The Concept of Redundancy (Cont’d) Time redundancy uses additional time to perform the functions of a system such that fault detection and often fault tolerance can be achieved. Transient faults are tolerated by this. The use of redundancy can provide additional capabilities within a system. But, redundancy can have very important impact on a system's performance, size, weight, power consumption, and reliability.

Hardware Redundancy Passive techniques use the concept of fault masking. These techniques are designed to achieve fault tolerance without requiring any action on the part of the system. Relies on voting mechanisms. Active techniques achieve fault tolerance by detecting the existence of faults and performing some action to remove the faulty hardware from the system. That is, active techniques use fault detection, fault location, and fault recovery in an attempt to achieve fault tolerance.

Hardware Redundancy (Cont’d) Hybrid techniques combine the attractive features of both the passive and active approaches. Fault masking is used in hybrid systems to prevent erroneous results from being generated. Fault detection, location, and recovery are also used to improve fault tolerance by removing faulty hardware and replacing it with spares.

Hardware Redundancy - A Taxonomy

Triple Modular Redundancy (TMR)

Software Redundancy - to Detect Software Faults There are two popular approaches: N-Version Programming (NVP) and Recovery Blocks (RB). NVP is a forward recovery scheme - it masks faults. NVP: multiple versions of the same task is executed concurrently. NVP relies on voting. RB is a backward error recovery scheme. RB: the versions of a task are executed serially. RB relies on acceptance test.

N-Version Programming (NVP) NVP is based on the principle of design diversity, that is coding a software module by different teams of programmers, to have multiple versions. Diversity can also be introduced by employing different algorithms for obtaining the same solution or by choosing different programming languages. NVP can tolerate both hardware and software faults. Correlated faults are not tolerated by the NVP. In NVP, deciding the number of versions required to ensure acceptable levels of software reliability is an important design consideration.

N-Version Programming (Cont’d)

Recovery Blocks (RB) RB uses multiple alternates (backups) to perform the same function; one module (task) is primary and the others are secondary.

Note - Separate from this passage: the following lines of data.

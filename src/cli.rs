/// CLI argument parsing and headless command handling.
use anyhow::Result;
use clap::{Parser, Subcommand};

use crate::{color, profile};

#[derive(Parser)]
#[command(
    name = "huebox",
    version,
    about = "Huebox - a terminal color playground with a live profile card"
)]
pub struct Cli {
    /// Profile service endpoint used by the profile card.
    #[arg(long, default_value = profile::DEFAULT_PROFILE_URL)]
    pub profile_url: String,

    #[command(subcommand)]
    pub command: Option<Command>,
}

#[derive(Subcommand, Debug)]
pub enum Command {
    /// Check whether a candidate string is an acceptable CSS color.
    Check { color: String },
    /// Fetch the profile record and print it.
    Profile,
}

/// Execute a headless command without entering the TUI.
pub fn run(command: Command, profile_url: &str) -> Result<()> {
    match command {
        Command::Check { color } => handle_check(&color),
        Command::Profile => handle_profile(profile_url),
    }
}

fn handle_check(candidate: &str) -> Result<()> {
    match color::parse_css_color(candidate) {
        Some((r, g, b)) => println!("'{candidate}' is a color: rgb({r}, {g}, {b})"),
        None => println!("'{candidate}' is not a recognized CSS color."),
    }
    Ok(())
}

fn handle_profile(url: &str) -> Result<()> {
    let user = profile::fetch_profile(url)?;
    println!("Name:    {}", user.name);
    println!("Email:   {}", user.email);
    println!(
        "Address: {}, {}, {}, {}",
        user.address.street, user.address.suite, user.address.city, user.address.zipcode
    );
    Ok(())
}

The primary task executes first. When the primary task completes execution, its outcome is checked by an acceptance test. If the output is not acceptable, a secondary task executes after undoing the effects of primary (i.e., rolling back to the state at which primary was invoked) until either an acceptable output is obtained or the alternates are exhausted.

Recovery Blocks (Cont’d)

Recovery Blocks (Cont’d) The acceptance tests are usually sanity checks; these consist of making sure that the output is within a certain acceptable range or that the output does not change at more than the allowed maximum rate. Selecting the range for acceptance test is crucial. If the allowed ranges are too small, the acceptance tests may label correct outputs as bad. If they are too large, the probability that incorrect outputs will be accepted is more. RB can tolerate software faults because the alternates are usually implemented with different approaches; RB is also known as Primary-Backup approach.